▸ **WHAT THIS TASK INVOLVES**: Each entry in the block below needs to be copied out exactly.

▸ **THE INPUT**:
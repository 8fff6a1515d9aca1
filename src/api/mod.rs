pub mod client;
pub mod toast;

pub use client::{
    ApiClient, ChatReply, ChatTurn, CreateProjectRequest, FeedbackRequest, ProjectCreated,
};
pub use toast::{NoopToasts, Toast, ToastLevel, ToastSink, Toaster};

▸ **REPLY TO THE TASK**:
repository 8fff6a1515d9aca1
filename src/api/mod.rs
pub mod client;
pub mod toast;

pub use client::{
    ApiClient, ChatReply, ChatTurn, CreateProjectRequest, FeedbackRequest, ProjectCreated,
};
pub use toast::{NoopToasts, Toast, ToastLevel, ToastSink, Toaster};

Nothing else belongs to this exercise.